### What is required:
Wherever "Some" turns up in a line of the entries below, that line counts. Say how many such lines there are, with no other words.

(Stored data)
// tests/recovery.rs
mod common;

use std::time::Duration;

use chrono::Utc;
use common::{controller, insert_direct, setup_db, test_config, wait_terminal, StubGenerator};

use quizgen::config::GenerationConfig;
use quizgen::generation::repo::ProgressDelta;
use quizgen::generation::{AreaStatus, GenerationController, JobStatus, NewGenerationJob};

fn new_job(count: u32) -> NewGenerationJob {
    NewGenerationJob {
        requested_count: count,
        skip_dedup: false,
        selected_areas: vec!["Ethics".into()],
        difficulty_min: None,
        created_by: 0,
    }
}

#[tokio::test]
async fn orphaned_processing_job_is_failed_on_startup() {
    let db = setup_db().await;
    let ctl = controller(&db, StubGenerator::always_ok());

    // a previous process picked the job up and died
    let job_id = insert_direct(ctl.jobs(), &new_job(5)).await.unwrap();
    assert!(ctl.jobs().mark_processing(job_id).await.unwrap());
    ctl.jobs()
        .record_outcome(job_id, &ProgressDelta::generated(0.10))
        .await
        .unwrap();

    let report = ctl.recover().await.unwrap();
    assert_eq!(report.failed, 1);
    assert_eq!(report.cancelled, 0);
    assert!(report.resumed.is_empty());

    let snap = ctl.progress(job_id).await.unwrap();
    assert_eq!(snap.status(), JobStatus::Failed);
    assert_eq!(
        snap.job.error_message.as_deref(),
        Some("interrupted by controller restart")
    );
    assert_eq!(snap.progress.total_generated, 1);
    assert!(snap.areas.iter().all(|a| a.status() == AreaStatus::Stopped));
    assert!(ctl.active().await.unwrap().is_none());
}

#[tokio::test]
async fn job_with_a_fresh_heartbeat_is_not_reaped() {
    let db = setup_db().await;
    let cfg = GenerationConfig {
        orphan_after: Duration::from_secs(60),
        ..test_config()
    };
    let ctl = GenerationController::new(db.pool.clone(), StubGenerator::always_ok(), cfg);

    // another instance is running this job right now
    let job_id = insert_direct(ctl.jobs(), &new_job(5)).await.unwrap();
    assert!(ctl.jobs().mark_processing(job_id).await.unwrap());
    ctl.jobs()
        .record_outcome(job_id, &ProgressDelta::generated(0.10))
        .await
        .unwrap();

    let report = ctl.recover().await.unwrap();
    assert_eq!((report.failed, report.cancelled), (0, 0));
    assert_eq!(
        ctl.jobs().get_status(job_id).await.unwrap(),
        Some(JobStatus::Processing)
    );

    // its runner goes quiet for longer than orphan_after
    sqlx::query("UPDATE generation_progress SET updated_at = ? WHERE job_id = ?")
        .bind(Utc::now() - chrono::Duration::minutes(5))
        .bind(job_id)
        .execute(&db.pool)
        .await
        .unwrap();

    let reaped = ctl.reap_orphans().await.unwrap();
    assert_eq!(reaped.failed, 1);
    let snap = ctl.progress(job_id).await.unwrap();
    assert_eq!(snap.status(), JobStatus::Failed);
    assert_eq!(snap.progress.total_generated, 1);
}

#[tokio::test]
async fn orphan_with_pending_cancel_ends_cancelled() {
    let db = setup_db().await;
    let ctl = controller(&db, StubGenerator::always_ok());

    let job_id = insert_direct(ctl.jobs(), &new_job(5)).await.unwrap();
    assert!(ctl.jobs().mark_processing(job_id).await.unwrap());
    assert_eq!(ctl.cancel(job_id).await.unwrap(), JobStatus::Processing);

    let report = ctl.recover().await.unwrap();
    assert_eq!(report.cancelled, 1);
    assert_eq!(report.failed, 0);

    let snap = ctl.progress(job_id).await.unwrap();
    assert_eq!(snap.status(), JobStatus::Cancelled);
    assert!(snap.job.error_message.is_none());
}

#[tokio::test]
async fn pending_job_is_resumed_on_startup() {
    let db = setup_db().await;
    let ctl = controller(&db, StubGenerator::always_ok());

    let job_id = insert_direct(ctl.jobs(), &new_job(4)).await.unwrap();

    let report = ctl.recover().await.unwrap();
    assert_eq!(report.resumed, vec![job_id]);

    let done = wait_terminal(&ctl, job_id).await;
    assert_eq!(done.status(), JobStatus::Completed);
    assert_eq!(done.progress.total_generated, 4);
}

#[tokio::test]
async fn terminal_rows_reject_further_writes() {
    let db = setup_db().await;
    let ctl = controller(&db, StubGenerator::always_ok());
    let repo = ctl.jobs();

    let job_id = insert_direct(repo, &new_job(5)).await.unwrap();
    assert!(repo.mark_processing(job_id).await.unwrap());
    assert_eq!(
        repo.finalize(job_id, JobStatus::Completed, None).await.unwrap(),
        Some(JobStatus::Completed)
    );

    assert!(!repo
        .record_outcome(job_id, &ProgressDelta::error())
        .await
        .unwrap());
    assert!(!repo.set_current_area(job_id, "Ethics").await.unwrap());
    assert_eq!(
        repo.finalize(job_id, JobStatus::Failed, Some("late")).await.unwrap(),
        None
    );
    assert!(!repo.mark_processing(job_id).await.unwrap());

    let question = common::question("Ethics", 0);
    assert!(!repo
        .record_accepted(job_id, "Ethics", &question, 0.1)
        .await
        .unwrap());

    let snap = ctl.progress(job_id).await.unwrap();
    assert_eq!(snap.status(), JobStatus::Completed);
    assert_eq!(snap.progress.total_errors, 0);
    assert_eq!(snap.progress.total_generated, 0);
    assert!(snap.progress.current_area.is_none());
    assert!(snap.job.error_message.is_none());
    assert_eq!(common::count_rows(&db.pool, "questions").await, 0);
}

#[tokio::test]
async fn completion_racing_a_cancel_is_recorded_as_cancelled() {
    let db = setup_db().await;
    let ctl = controller(&db, StubGenerator::always_ok());
    let repo = ctl.jobs();

    let job_id = insert_direct(repo, &new_job(1)).await.unwrap();
    assert!(repo.mark_processing(job_id).await.unwrap());
    repo.request_cancel(job_id).await.unwrap();

    assert_eq!(
        repo.finalize(job_id, JobStatus::Completed, None).await.unwrap(),
        Some(JobStatus::Cancelled)
    );
}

### Output:
5